(Saved entries)
//! Payment intake state machine.
//!
//! Three independent entry points (customer proof upload, staff confirmation, and the provider webhook) converge on
//! the same payment/order transition and the same notification path, so manual and automated payment flows cannot
//! diverge. Payment states only ever move from `pending` to `paid`; orders follow (`pending_payment` on evidence,
//! `paid` on confirmation) and never regress once paid.
use std::{fmt::Debug, sync::OnceLock};

use dukkan_common::Money;
use log::*;
use regex::Regex;
use serde_json::{json, Value};

use crate::{
    api::notifier::Notifier,
    db_types::{NewNotification, NewPayment, Order, Payment, PaymentMethod, PaymentStatus},
    traits::{LedgerError, LedgerStore, NotificationStore, PaymentUpsert, PushTokenStore},
};

/// Extracts the order id from a provider reference of the form `ORDER-<id>`.
pub fn parse_order_reference(reference: &str) -> Result<i64, LedgerError> {
    static RE: OnceLock<Regex> = OnceLock::new();
    let re = RE.get_or_init(|| Regex::new(r"^ORDER-(\d+)$").expect("hard-coded regex is valid"));
    re.captures(reference)
        .and_then(|caps| caps.get(1))
        .and_then(|m| m.as_str().parse::<i64>().ok())
        .ok_or_else(|| LedgerError::InvalidReference(reference.to_string()))
}

pub struct PaymentIntakeApi<B> {
    db: B,
    notifier: Notifier<B>,
}

impl<B> Debug for PaymentIntakeApi<B> {
    fn fmt(&self, f: &mut std::fmt::Formatter<'_>) -> std::fmt::Result {
        write!(f, "PaymentIntakeApi")
    }
}

impl<B> PaymentIntakeApi<B> {
    pub fn new(db: B, notifier: Notifier<B>) -> Self {
        Self { db, notifier }
    }
}

impl<B> PaymentIntakeApi<B>
where B: LedgerStore + NotificationStore + PushTokenStore + Send + Sync + 'static
{
    pub async fn order(&self, order_id: i64) -> Result<Order, LedgerError> {
        self.db.fetch_order(order_id).await?.ok_or(LedgerError::OrderNotFound(order_id))
    }

    /// Customer-initiated entry point: proof of an out-of-band payment. Records a pending payment (defaulting the
    /// amount to the order total), moves the order to `pending_payment` and fans out a `payment_proof_uploaded`
    /// notification.
    pub async fn submit_proof(
        &self,
        order_id: i64,
        method: PaymentMethod,
        amount: Option<Money>,
        proof_url: Option<String>,
        provider_reference: Option<String>,
    ) -> Result<(Payment, Order), LedgerError> {
        let order = self.order(order_id).await?;
        let amount = amount.unwrap_or(order.total);
        let payment = NewPayment::pending(order_id, method, amount)
            .with_proof_url(proof_url)
            .with_provider_reference(provider_reference);
        let upsert = self.db.insert_payment(payment).await?;
        if upsert.inserted {
            info!("💳️ Proof of payment submitted for order #{order_id} via {method}");
            let note = NewNotification::new(
                "payment_proof_uploaded",
                "Payment proof uploaded",
                format!("Proof of a {method} payment of {amount} was submitted for order #{order_id}"),
            )
            .with_data(correlation(&upsert.order, &upsert.payment));
            self.notifier.notify(note).await?;
        }
        Ok((upsert.payment, upsert.order))
    }

    /// Staff-initiated entry point. Marks the given payment (or the most recent payment for the order) and the
    /// order itself as paid.
    pub async fn confirm(
        &self,
        order_id: i64,
        payment_id: Option<i64>,
        provider_reference: Option<&str>,
    ) -> Result<(Payment, Order), LedgerError> {
        let (payment, order) = self.db.confirm_payment(order_id, payment_id, provider_reference).await?;
        info!("💳️ Payment #{} for order #{order_id} confirmed by staff", payment.id);
        let note = NewNotification::new(
            "payment_confirmed",
            "Payment confirmed",
            format!("Payment of {} for order #{order_id} was confirmed", payment.amount),
        )
        .with_data(correlation(&order, &payment));
        self.notifier.notify(note).await?;
        Ok((payment, order))
    }

    /// Provider-initiated entry point. The signature check happens in the transport layer before this is called.
    ///
    /// Replays carrying a provider reference already on record return the stored payment and trigger no second
    /// notification.
    pub async fn ingest_webhook(
        &self,
        reference: &str,
        status: &str,
        provider_reference: Option<String>,
        amount: Option<Money>,
    ) -> Result<PaymentUpsert, LedgerError> {
        let order_id = parse_order_reference(reference)?;
        let order = self.order(order_id).await?;
        let status =
            if status.eq_ignore_ascii_case("paid") { PaymentStatus::Paid } else { PaymentStatus::Pending };
        let amount = amount.unwrap_or(order.total);
        let payment = NewPayment {
            order_id,
            method: PaymentMethod::Kuraimi,
            amount,
            status,
            provider_reference,
            proof_url: None,
        };
        let upsert = self.db.insert_payment(payment).await?;
        if upsert.inserted {
            info!("💳️ Webhook recorded a {status} payment for order #{order_id}");
            let (kind, title) = match status {
                PaymentStatus::Paid => ("payment_received", "Payment received"),
                PaymentStatus::Pending => ("payment_pending", "Payment pending"),
            };
            let note = NewNotification::new(
                kind,
                title,
                format!("The payment provider reported a {status} payment of {amount} for order #{order_id}"),
            )
            .with_data(correlation(&upsert.order, &upsert.payment));
            self.notifier.notify(note).await?;
        } else {
            debug!("💳️ Webhook replay for order #{order_id} ignored");
        }
        Ok(upsert)
    }
}

/// The opaque payload correlating a notification to the records that triggered it.
fn correlation(order: &Order, payment: &Payment) -> Value {
    let mut data = json!({ "orderId": order.id, "paymentId": payment.id });
    if let Some(user) = &order.user_id {
        data["userId"] = json!(user);
    }
    data
}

→ Task brief: Take the entries above and copy out all lines with the string "notifier".

→ Solution to this problem:
    api::notifier::Notifier,
    notifier: Notifier<B>,
    pub fn new(db: B, notifier: Notifier<B>) -> Self {
        Self { db, notifier }
            self.notifier.notify(note).await?;
        self.notifier.notify(note).await?;
            self.notifier.notify(note).await?;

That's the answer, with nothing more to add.